When the Only Way Forward Is....Acting

Double is a tour-de-force of acting and writing for the small screen. Chiba Yudai and Nagayama Kento disappear into the roles of two struggling stage actors, a mentor and a mentee. The ten-episode script by Yoshida Erika, a co-writer of Cherry Magic, focuses on a period in the two characters’ weirdly co-dependent relationship when the career of the younger actor begins to eclipse that of his mentor. Chiba plays Takarada Takara, who begs to join a penurious theater company after randomly catching one of their plays on a rainy day. Nagayama plays Kamoshima Yujin, an established actor befuddled by the awkward oddball’s request to upend his life and join the troupe. Eventually seeing in Takara a potential for acting greatness, Yujin agrees to take him on. That summary accounts for the first episode, but the second leaps seven years forward in their relationship. By that time, Yujin has become not only Takara’s mentor, but also his closest companion, defacto manager, and personal warden. Chiba and Nagayama inhabit the inner and outer worlds of their characters, as Yoshida’s deft script plumbs the psyche and pathos of their friendship.

Episodes Two through Seven depict the deep connection between Yujin and Takara following those seven unseen years. Their bond fuses the professional and the personal. The duo block acting roles together. They study filmed works of famous actors. They occupy adjacent rooms in a ramshackle dwelling. Because Takara has some sort of reading impediment, Yujin steers their acting process. Because Takara evinces no interest in household chores, Yujin cooks and launders for both. Because Takara loses track of details, Yujin nannies him to ensure he arrives at his appointments. Mostly symbiotic, the dynamic contains dysfunction. When sent to auditions on his own, Takara becomes easily overwhelmed. To cope, he conjures an imaginary version of Yujin, and the specter proffers advice to fit the circumstances. It’s fair to say that both Yujins—the real one and the avatar—own considerable real estate between Takara’s ears.

Change disrupts the established pattern of their comfortable routine when Takara’s career begins to flourish. He secures flashy acting gigs in TV dramas, in commercials, and, most notably, in an arty film directed by a high-profile auteur. Meanwhile, struggling to survive between acting gigs, Yujin languishes as a short-order cook. Success splits the pair. Famous Director resents the unheralded Yujin (or the conjured specter of Yujin) influencing his actor’s on-film decisions. New colleagues question and undermine their closeness. A fresh, professional management agency whisks Takara away to a new living arrangement. On the strength of these novel outside influences, Takara begins to blossom into both a functioning, independent adult and an actor confident enough to make his own performative choices. He is evicting Yujin from his headspace.

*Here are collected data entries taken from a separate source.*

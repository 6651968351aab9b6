//! File discovery and output-path derivation.

use anyhow::{Context, Result};
use std::ffi::OsString;
use std::fmt;
use std::path::{Path, PathBuf};
use std::str::FromStr;
use walkdir::{DirEntry, WalkDir};

use crate::error::ClipError;

/// A `<dir>/*.<ext>` pattern: regular files directly inside `dir` with the
/// given extension. That is the only wildcard shape the pipelines need.
#[derive(Debug, Clone, PartialEq, Eq)]
pub struct FilePattern {
    pub dir: PathBuf,
    pub extension: String,
}

impl FilePattern {
    pub fn new(dir: impl AsRef<Path>, extension: &str) -> Self {
        Self {
            dir: dir.as_ref().to_path_buf(),
            extension: extension.trim_start_matches('.').to_string(),
        }
    }

    /// Same pattern with its directory resolved against `base`
    pub fn relative_to(&self, base: &Path) -> Self {
        Self {
            dir: base.join(&self.dir),
            extension: self.extension.clone(),
        }
    }

    /// Matching files in file-name order. A missing directory matches nothing.
    pub fn matches(&self) -> Result<Vec<PathBuf>> {
        if !self.dir.is_dir() {
            return Ok(Vec::new());
        }
        files_with_extension(&self.dir, &self.extension, false)
    }
}

impl FromStr for FilePattern {
    type Err = ClipError;

    fn from_str(s: &str) -> Result<Self, Self::Err> {
        let invalid = || ClipError::InvalidPattern(s.to_string());
        let path = Path::new(s);

        let file_part = path.file_name().and_then(|n| n.to_str()).ok_or_else(invalid)?;
        let extension = file_part.strip_prefix("*.").ok_or_else(invalid)?;
        if extension.is_empty() || extension.contains(['*', '?', '[', '/']) {
            return Err(invalid());
        }

        let dir = match path.parent() {
            Some(parent) if !parent.as_os_str().is_empty() => parent.to_path_buf(),
            _ => PathBuf::from("."),
        };
        if dir.to_string_lossy().contains(['*', '?', '[']) {
            return Err(invalid());
        }

        Ok(Self::new(dir, extension))
    }
}

impl fmt::Display for FilePattern {
    fn fmt(&self, f: &mut fmt::Formatter<'_>) -> fmt::Result {
        write!(f, "{}", self.dir.join(format!("*.{}", self.extension)).display())
    }
}

/// Regular files under `dir` whose extension matches `extension`
/// (ASCII case-insensitive), sorted by path.
///
/// Symlinks are followed. Dot-prefixed entries are skipped like a shell glob
/// would, which also keeps leftover staging files out of the results.
pub fn files_with_extension(dir: &Path, extension: &str, recursive: bool) -> Result<Vec<PathBuf>> {
    let walker = WalkDir::new(dir).follow_links(true);
    let walker = if recursive { walker } else { walker.max_depth(1) };

    let mut files = Vec::new();
    let entries = walker
        .sort_by_file_name()
        .into_iter()
        .filter_entry(|entry| entry.depth() == 0 || !is_hidden(entry));

    for entry in entries {
        let entry = match entry {
            Ok(entry) => entry,
            Err(e) if e.depth() == 0 => {
                return Err(e).with_context(|| format!("Failed to read directory {:?}", dir));
            }
            Err(e) => {
                log::warn!("Skipping unreadable entry under {:?}: {}", dir, e);
                continue;
            }
        };
        if !entry.file_type().is_file() {
            continue;
        }

        let matches = entry
            .path()
            .extension()
            .and_then(|ext| ext.to_str())
            .is_some_and(|ext| ext.eq_ignore_ascii_case(extension));
        if matches {
            files.push(entry.into_path());
        }
    }

    Ok(files)
}

fn is_hidden(entry: &DirEntry) -> bool {
    entry.file_name().to_string_lossy().starts_with('.')
}

/// `foo/bar.gif` -> `foo/bar.mp4`
pub fn mp4_output_path(input: &Path) -> PathBuf {
    input.with_extension("mp4")
}

/// `foo/bar.mp4` -> `foo/bar<suffix>.mp4`
pub fn suffixed_output_path(input: &Path, suffix: &str) -> PathBuf {
    let mut name: OsString = input.file_stem().unwrap_or_default().to_os_string();
    name.push(suffix);
    if let Some(ext) = input.extension() {
        name.push(".");
        name.push(ext);
    }
    input.with_file_name(name)
}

The series’ title references two usages of the word “double” in the acting profession. Both usages allow Yoshida’s script to delve into the mental world of each lead character. In the process, Yoshida offers viewers a veritable seminar in performance studies. First, “doubling” is a rehearsal practice in which one actor rehearses their scenes with an actor who won’t actually play the part onstage. The substitute’s job is to double the performance of the absent actor, thereby enabling the scene partner to hone their own portrayal. The technique requires the double to understand the motivations not only of the character, but also of the actor whose performative choices they must emulate. A secondary usage of double, “double-casting”, refers to the practice of having two actors alternate performances in the same role. During their seven years in the theater company, Yujin often employed both senses of doubling as techniques to help teach Takara the craft of acting or to learn his lines in myriad plays. Doubling one another became second-nature by the time outside forces intervened in their dynamic.

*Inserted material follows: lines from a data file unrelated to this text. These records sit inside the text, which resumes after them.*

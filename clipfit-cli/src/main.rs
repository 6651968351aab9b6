use anyhow::{Context, Result};
use clap::{Parser, Subcommand};
use std::path::PathBuf;

use clipfit_core::{FfmpegCli, NormalizeOptions, check_ffmpeg, convert_gifs, normalize};

#[derive(Parser, Debug)]
#[command(name = "clipfit")]
#[command(about = "Prepare comparison-gallery videos: convert GIFs to MP4 and match clip durations")]
#[command(version)]
struct Args {
    /// Pipeline to run (defaults to `normalize` with default settings)
    #[command(subcommand)]
    command: Option<Commands>,

    /// Show a progress bar for each encode
    #[arg(long, global = true)]
    progress: bool,

    /// Verbose output
    #[arg(short, long, global = true)]
    verbose: bool,
}

#[derive(Subcommand, Debug)]
enum Commands {
    /// Re-time every category video to the reference video's duration
    Normalize(NormalizeOptions),

    /// Convert every GIF under ROOT (recursively) to an MP4 next to it
    GifToMp4 {
        /// Folder to search for GIF files
        root: PathBuf,
    },
}

fn main() -> Result<()> {
    let args = Args::parse();

    // Initialize logging
    if args.verbose {
        env_logger::Builder::from_env(env_logger::Env::default().default_filter_or("debug")).init();
    } else {
        env_logger::Builder::from_env(env_logger::Env::default().default_filter_or("info")).init();
    }

    // Check FFmpeg availability
    match check_ffmpeg() {
        Ok(version) => {
            log::info!("FFmpeg version {} detected", version);
        }
        Err(e) => {
            eprintln!("Error: FFmpeg not found!");
            eprintln!("Please install FFmpeg (which provides ffprobe) to use this tool.");
            eprintln!();
            eprintln!("Installation instructions:");
            eprintln!("  Ubuntu/Debian: sudo apt install ffmpeg");
            eprintln!("  macOS:         brew install ffmpeg");
            eprintln!("  Windows:       Download from https://ffmpeg.org/download.html");
            eprintln!();
            eprintln!("Details: {}", e);
            std::process::exit(1);
        }
    }

    let backend = FfmpegCli::new().show_progress(args.progress);

    match args.command {
        Some(Commands::GifToMp4 { root }) => {
            if !root.is_dir() {
                anyhow::bail!("Input folder does not exist: {:?}", root);
            }

            let summary = convert_gifs(&backend, &root)
                .with_context(|| format!("Failed to convert GIFs under {:?}", root))?;

            if summary.total == 0 {
                println!("\n❌ No GIF files found under {:?}", root);
            } else {
                println!(
                    "\n📊 Conversion result: {} succeeded / {} failed",
                    summary.succeeded, summary.failed
                );
            }
        }
        Some(Commands::Normalize(options)) => run_normalize(&backend, &options)?,
        None => run_normalize(&backend, &NormalizeOptions::default())?,
    }

    Ok(())
}

fn run_normalize(backend: &FfmpegCli, options: &NormalizeOptions) -> Result<()> {
    log::info!("Base directory: {:?}", options.base_dir);

    let Some(report) = normalize(backend, options).context("Normalization failed")? else {
        println!("\n❌ No reference video ({}) found", options.reference);
        return Ok(());
    };

    println!(
        "\n📏 Reference duration: {:.2}s ({})",
        report.reference_duration,
        report.reference.display()
    );
    println!(
        "✅ {} adjusted ({} re-timed), ❌ {} failed",
        report.succeeded, report.retimed, report.failed
    );
    if !report.skipped_folders.is_empty() {
        log::info!("Skipped folders: {}", report.skipped_folders.join(", "));
    }

    Ok(())
}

Episode Eight features a second time jump, merely six months this time, a period in the pair’s lives when Takara’s success has led to the duo’s near complete estrangement. Having broken her characters apart, Yoshida’s script now must bring them back together ahead of the looming series finale. An instance of doubling, when Yujin fills in for Takara’s co-star in a new theater production, provides the catalyst for the duo’s reunion, both professional and personal. During that rehearsal, the play’s director marked not only Yujin’s own considerable talent as an actor, but also the way his portrayal of the part elevated Takara’s performance. Recognizing that ineffable spark between two performers, the director unceremoniously dumps the actor previously cast. Due to this play’s difficult subject matter, she also seizes Yujin’s addition to the company as an opportunity to reimagine her version of the production. Henceforward, Yujin and Takara will alternate roles. For the characters, the double-casting amounts to regression: having just attained independence, the two will once again become doubles to one another. The final trilogy of episodes explore the repercussions of the director’s double choices. Takara seems to value his fledgling self-sufficiency, and initially he resists the latter’s reinsertion into his life. How he handles the mental crisis created by this development drives the plot in those final three episodes. But is his emotional opposition to Yujin’s casting merely professional anxiety?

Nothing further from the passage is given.